You could achieve the goal with the Rust Standard library, but it's simpler with a library. Add csv
to your project's dependencies with this Cargo command:
cargo add csv
The [dependencies]
section of your Cargo.toml
file will now contain a line for the csv
library.
Create the output CSV file and initialize it with a header row. Then, iterate over each element in products
and add it to the file with write_record()
:
// create the CSV output file
let path = std::path::Path::new("products.csv");
let mut writer = csv::Writer::from_path(path)?;
// add the header row to the CSV file
writer.write_record(&["name", "price"])?;
// populate the output file
for product in products {
writer.write_record(&[product.name, product.price])?;
}
// free up the writer resources
writer.flush().unwrap();
This is the final code for your Rust Selenium web scraping script:
use std::error::Error;
use thirtyfour::prelude::*;
// custom struct to represent the product item
// to scrape
struct Product {
name: String,
price: String,
}
#[tokio::main]
async fn main() -> Result<(), Box<dyn Error + Send + Sync>> {
// define the browser options
let mut caps = DesiredCapabilities::chrome();
// to run Chrome in headless mode
caps.add_arg("--headless=new")?; // comment out in development
// initialize a driver to control a Chrome instance
// with the specified options
let driver = WebDriver::new("http://localhost:9515", caps).await?;
// visit the target page
driver
.goto("https://scrapingclub.com/exercise/list_infinite_scroll/")
.await?;
// where to store the scraping data
let mut products: Vec<Product> = Vec::new();
// select all product cards on the page
let product_html_elements = driver.find_all(By::Css(".post")).await?;
// iterate over them and apply the scraping logic
for product_html_element in product_html_elements {
let name = product_html_element
.find(By::Css("h4"))
.await?
.text()
.await?;
let price = product_html_element
.find(By::Css("h5"))
.await?
.text()
.await?;
// create a new Product object and
// add it to the vector
let product = Product { name, price };
products.push(product);
}
// close the browser and release its resources
driver.quit().await?;
// create the CSV output file
let path = std::path::Path::new("products.csv");
let mut writer = csv::Writer::from_path(path)?;
// add the header row to the CSV file
writer.write_record(&["name", "price"])?;
// populate the output file
for product in products {
writer.write_record(&[product.name, product.price])?;
}
// free up the writer resources
writer.flush().unwrap();
Ok(())
}
Compile it:
cargo build
And run it:
cargo run
After the script execution is over, a products.csv
file will show up in the root project folder. Open it, and you will see the following data:
Wonderful! You now know the basics of Selenium for Rust!

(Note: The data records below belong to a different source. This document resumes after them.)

// src/storage/backup.rs

//! Dated JSON backup files, one per source per run date.
//!
//! The backup is written before the sheet append and is the durability
//! anchor: if the external write fails, the records are still on disk
//! for manual recovery or the next run.

use std::collections::BTreeSet;
use std::path::{Path, PathBuf};

use chrono::NaiveDate;

use crate::error::Result;
use crate::models::{OutputConfig, Record, SourceKind};

use super::{read_json, write_json_atomic};

pub struct BackupStore {
    download_dir: PathBuf,
}

impl BackupStore {
    pub fn new(config: &OutputConfig) -> Self {
        Self {
            download_dir: PathBuf::from(&config.download_dir),
        }
    }

    pub fn with_dir(download_dir: impl Into<PathBuf>) -> Self {
        Self {
            download_dir: download_dir.into(),
        }
    }

    /// `downloads/<record-type>-<YYYY-MM-DD>.json`
    pub fn path_for(&self, source: SourceKind, run_date: NaiveDate) -> PathBuf {
        self.download_dir
            .join(format!("{}-{}.json", source.spec().record_type, run_date))
    }

    /// Append records to the source's backup file for this run date,
    /// keeping anything an earlier invocation already wrote. Records whose
    /// identity is already in the file are dropped, so a commit re-attempt
    /// after a failed sheet write does not double up the recovery artifact.
    pub async fn append(
        &self,
        source: SourceKind,
        run_date: NaiveDate,
        records: &[Record],
    ) -> Result<PathBuf> {
        let path = self.path_for(source, run_date);
        let mut existing = self.load_path(&path).await?;
        let mut known: BTreeSet<String> =
            existing.iter().map(|r| r.identity.clone()).collect();
        let before = existing.len();
        for record in records {
            if known.insert(record.identity.clone()) {
                existing.push(record.clone());
            }
        }
        write_json_atomic(&path, &existing).await?;
        log::info!(
            "{}: backed up {} records ({} total) to {}",
            source,
            existing.len() - before,
            existing.len(),
            path.display()
        );
        Ok(path)
    }

    /// Records backed up for this source and run date; empty when the
    /// file does not exist.
    pub async fn load(&self, source: SourceKind, run_date: NaiveDate) -> Result<Vec<Record>> {
        let path = self.path_for(source, run_date);
        self.load_path(&path).await
    }

    async fn load_path(&self, path: &Path) -> Result<Vec<Record>> {
        Ok(read_json(path).await?.unwrap_or_default())
    }
}
// src/config.rs

//! Process-level configuration resolution: TOML file for settings,
//! environment for secrets.

use std::path::Path;

use crate::error::Result;
use crate::models::{Config, Credentials};

pub const DEFAULT_CONFIG_PATH: &str = "config.toml";

/// Resolve and validate everything a run needs. An explicit path must
/// load; the default path falls back to built-in defaults when absent.
pub fn load(path: Option<&Path>) -> Result<(Config, Credentials)> {
    let config = match path {
        Some(path) => Config::load(path)?,
        None => Config::load_or_default(DEFAULT_CONFIG_PATH),
    };
    config.validate()?;

    let credentials = Credentials::from_env();
    credentials.validate(&config)?;
    Ok((config, credentials))
}

/// Like [`load`] but without the credential check, for commands that do
/// not touch the sources (config validation, digest re-send).
pub fn load_config_only(path: Option<&Path>) -> Result<Config> {
    let config = match path {
        Some(path) => Config::load(path)?,
        None => Config::load_or_default(DEFAULT_CONFIG_PATH),
    };
    config.validate()?;
    Ok(config)
}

At the same time, recognize that the current output involves only ten rows. The reason is that the target page only has ten products and loads more dynamically via infinite scrolling. Dive into the next section to gain the skills required to scrape data from all products!
Interactions with Web Pages via Browser Automation
thirtyfour
can simulate many web interactions, including scrolls, waits, mouse movements, and others. That's critical for interacting with dynamic content pages as a human being would. Another benefit is that browser automation helps your script not trigger anti-bot systems.
Interactions that the Rust Selenium WebDriver library can mimic include:
- Click elements and perform other mouse actions.
- Wait for elements on the page to be present, visible, clickable, etc.
- Scroll up and down the page.
- Fill out input fields and submit forms.
- Drag and drop elements.
- Take screenshots.
You can perform most of those actions with built-in methods. Use execute()
to run a custom JavaScript script directly on the page for complex scenarios. With either approach, any user interaction in the browser becomes possible.
Let's see how to scrape all products from the infinite scroll demo page and then explore other popular Selenium Rust interactions!
Scrolling
On first load, the target page contains only ten products. In detail, it uses the infinite scrolling user interaction to retrieve new ones. If you want to load all products, you need to replicate the scroll down action.
However, Selenium for Rust doesn't provide a built-in method for scrolling. So, you need a custom JavaScript script to achieve that!
This JavaScript snippet tells the browser to scroll down the page 10 times at an interval of 0.5 seconds each:
// scroll down the page 10 times
const scrolls = 10
let scrollCount = 0
// scroll down and then wait for 0.5s
const scrollInterval = setInterval(() => {
window.scrollTo(0, document.body.scrollHeight)
scrollCount++
if (scrollCount === numScrolls) {
clearInterval(scrollInterval)
}
}, 500)
To run it on the page, store the above script in a string variable and pass it to execute()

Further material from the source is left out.